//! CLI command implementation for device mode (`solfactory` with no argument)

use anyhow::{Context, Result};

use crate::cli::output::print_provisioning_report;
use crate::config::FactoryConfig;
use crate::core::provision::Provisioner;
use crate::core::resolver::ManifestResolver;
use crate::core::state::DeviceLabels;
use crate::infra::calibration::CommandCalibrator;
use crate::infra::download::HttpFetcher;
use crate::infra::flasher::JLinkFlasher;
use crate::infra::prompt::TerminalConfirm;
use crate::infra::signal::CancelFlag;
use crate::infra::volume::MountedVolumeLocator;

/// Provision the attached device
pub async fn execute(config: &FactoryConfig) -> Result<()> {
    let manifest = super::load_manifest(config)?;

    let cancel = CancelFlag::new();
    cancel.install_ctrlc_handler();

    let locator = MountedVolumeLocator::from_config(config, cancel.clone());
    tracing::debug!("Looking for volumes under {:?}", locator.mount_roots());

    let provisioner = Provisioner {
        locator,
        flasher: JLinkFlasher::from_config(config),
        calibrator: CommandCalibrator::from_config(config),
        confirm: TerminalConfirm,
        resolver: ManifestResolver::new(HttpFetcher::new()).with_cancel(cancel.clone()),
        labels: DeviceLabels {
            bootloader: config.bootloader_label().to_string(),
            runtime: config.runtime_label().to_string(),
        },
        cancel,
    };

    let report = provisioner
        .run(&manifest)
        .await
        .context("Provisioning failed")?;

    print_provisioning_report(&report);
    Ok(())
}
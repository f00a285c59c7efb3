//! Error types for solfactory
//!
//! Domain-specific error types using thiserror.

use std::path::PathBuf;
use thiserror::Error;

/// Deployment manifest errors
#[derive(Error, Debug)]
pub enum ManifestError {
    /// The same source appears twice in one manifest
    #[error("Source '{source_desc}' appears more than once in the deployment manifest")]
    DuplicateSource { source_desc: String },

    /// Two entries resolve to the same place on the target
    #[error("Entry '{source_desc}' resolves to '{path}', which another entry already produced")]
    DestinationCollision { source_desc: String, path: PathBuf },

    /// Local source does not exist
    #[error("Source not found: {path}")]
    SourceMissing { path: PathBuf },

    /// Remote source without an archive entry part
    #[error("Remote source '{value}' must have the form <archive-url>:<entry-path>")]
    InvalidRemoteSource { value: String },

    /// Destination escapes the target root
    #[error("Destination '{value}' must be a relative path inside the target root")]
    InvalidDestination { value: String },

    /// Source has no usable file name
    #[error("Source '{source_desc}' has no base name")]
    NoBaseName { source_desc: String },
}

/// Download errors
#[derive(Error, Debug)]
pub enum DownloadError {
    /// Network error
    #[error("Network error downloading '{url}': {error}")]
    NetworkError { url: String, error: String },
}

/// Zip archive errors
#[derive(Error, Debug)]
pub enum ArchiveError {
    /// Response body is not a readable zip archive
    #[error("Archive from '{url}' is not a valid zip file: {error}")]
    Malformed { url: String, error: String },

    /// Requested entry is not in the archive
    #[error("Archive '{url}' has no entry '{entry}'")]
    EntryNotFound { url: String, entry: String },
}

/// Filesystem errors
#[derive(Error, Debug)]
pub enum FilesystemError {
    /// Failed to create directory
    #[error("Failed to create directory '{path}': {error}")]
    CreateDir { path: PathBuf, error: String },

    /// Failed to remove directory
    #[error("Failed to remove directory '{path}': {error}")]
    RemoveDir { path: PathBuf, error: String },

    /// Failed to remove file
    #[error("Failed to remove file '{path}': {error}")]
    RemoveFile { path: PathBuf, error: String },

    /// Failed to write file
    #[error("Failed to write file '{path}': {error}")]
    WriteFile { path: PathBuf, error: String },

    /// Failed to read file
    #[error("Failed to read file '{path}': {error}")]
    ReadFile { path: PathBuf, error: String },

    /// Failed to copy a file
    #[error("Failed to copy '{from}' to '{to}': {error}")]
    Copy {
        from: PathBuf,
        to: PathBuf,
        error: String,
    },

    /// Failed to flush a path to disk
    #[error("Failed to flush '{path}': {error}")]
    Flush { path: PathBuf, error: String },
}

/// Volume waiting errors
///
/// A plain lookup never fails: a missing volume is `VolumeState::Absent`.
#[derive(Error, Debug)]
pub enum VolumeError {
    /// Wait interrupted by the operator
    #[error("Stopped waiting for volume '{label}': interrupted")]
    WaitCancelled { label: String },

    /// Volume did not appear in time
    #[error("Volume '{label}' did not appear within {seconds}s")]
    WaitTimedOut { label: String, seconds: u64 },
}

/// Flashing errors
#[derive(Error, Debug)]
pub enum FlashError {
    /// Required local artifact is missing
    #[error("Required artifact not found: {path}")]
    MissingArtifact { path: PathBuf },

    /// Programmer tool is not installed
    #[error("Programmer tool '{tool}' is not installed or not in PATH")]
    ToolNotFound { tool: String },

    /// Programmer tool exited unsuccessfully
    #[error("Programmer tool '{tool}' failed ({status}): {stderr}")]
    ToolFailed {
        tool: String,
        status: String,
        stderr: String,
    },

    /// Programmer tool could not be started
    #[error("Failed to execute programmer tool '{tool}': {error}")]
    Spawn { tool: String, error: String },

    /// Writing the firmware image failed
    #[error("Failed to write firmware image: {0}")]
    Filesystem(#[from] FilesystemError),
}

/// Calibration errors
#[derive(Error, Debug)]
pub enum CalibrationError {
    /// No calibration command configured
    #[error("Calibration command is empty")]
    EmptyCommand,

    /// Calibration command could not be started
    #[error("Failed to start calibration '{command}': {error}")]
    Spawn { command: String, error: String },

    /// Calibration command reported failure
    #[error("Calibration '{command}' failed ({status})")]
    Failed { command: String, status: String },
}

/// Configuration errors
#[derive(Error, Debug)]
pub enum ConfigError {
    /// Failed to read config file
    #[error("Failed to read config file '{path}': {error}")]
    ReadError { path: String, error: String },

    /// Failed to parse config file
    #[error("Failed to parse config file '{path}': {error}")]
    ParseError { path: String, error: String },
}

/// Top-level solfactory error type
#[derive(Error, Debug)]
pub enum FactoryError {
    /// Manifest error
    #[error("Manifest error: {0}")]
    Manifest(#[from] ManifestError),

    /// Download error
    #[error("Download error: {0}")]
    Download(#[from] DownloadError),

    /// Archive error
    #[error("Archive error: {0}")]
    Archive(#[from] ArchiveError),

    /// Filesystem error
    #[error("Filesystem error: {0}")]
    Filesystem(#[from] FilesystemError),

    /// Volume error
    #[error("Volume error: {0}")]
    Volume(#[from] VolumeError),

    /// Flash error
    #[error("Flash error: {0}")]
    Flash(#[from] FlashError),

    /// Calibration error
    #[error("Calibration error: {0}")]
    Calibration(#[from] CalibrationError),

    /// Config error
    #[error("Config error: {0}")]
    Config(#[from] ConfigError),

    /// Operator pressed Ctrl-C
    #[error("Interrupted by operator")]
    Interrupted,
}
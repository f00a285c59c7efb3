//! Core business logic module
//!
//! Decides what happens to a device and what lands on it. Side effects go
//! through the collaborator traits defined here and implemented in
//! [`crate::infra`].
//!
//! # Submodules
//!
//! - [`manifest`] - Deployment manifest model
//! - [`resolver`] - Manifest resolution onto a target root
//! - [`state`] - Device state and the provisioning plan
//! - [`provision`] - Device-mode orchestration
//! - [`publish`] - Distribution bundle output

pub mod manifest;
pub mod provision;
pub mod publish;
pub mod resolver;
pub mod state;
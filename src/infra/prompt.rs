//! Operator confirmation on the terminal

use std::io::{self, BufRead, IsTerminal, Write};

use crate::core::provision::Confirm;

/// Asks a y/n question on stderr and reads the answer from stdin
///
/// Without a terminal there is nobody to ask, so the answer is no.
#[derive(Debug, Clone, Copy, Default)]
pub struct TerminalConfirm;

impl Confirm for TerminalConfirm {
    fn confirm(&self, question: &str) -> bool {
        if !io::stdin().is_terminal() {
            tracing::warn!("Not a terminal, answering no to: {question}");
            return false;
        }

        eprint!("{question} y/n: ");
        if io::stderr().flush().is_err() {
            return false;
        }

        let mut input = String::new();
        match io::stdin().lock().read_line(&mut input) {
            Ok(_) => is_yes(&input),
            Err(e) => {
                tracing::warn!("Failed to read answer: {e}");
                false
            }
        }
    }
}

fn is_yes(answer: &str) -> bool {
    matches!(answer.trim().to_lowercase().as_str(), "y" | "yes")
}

*Your goal*: Each line from the start of the listing above through the line containing "use crate::core::provision::Provisioner;" must be reproduced exactly. Leave out the rest.

*Reply*:
//! CLI command implementation for device mode (`solfactory` with no argument)

use anyhow::{Context, Result};

use crate::cli::output::print_provisioning_report;
use crate::config::FactoryConfig;
use crate::core::provision::Provisioner;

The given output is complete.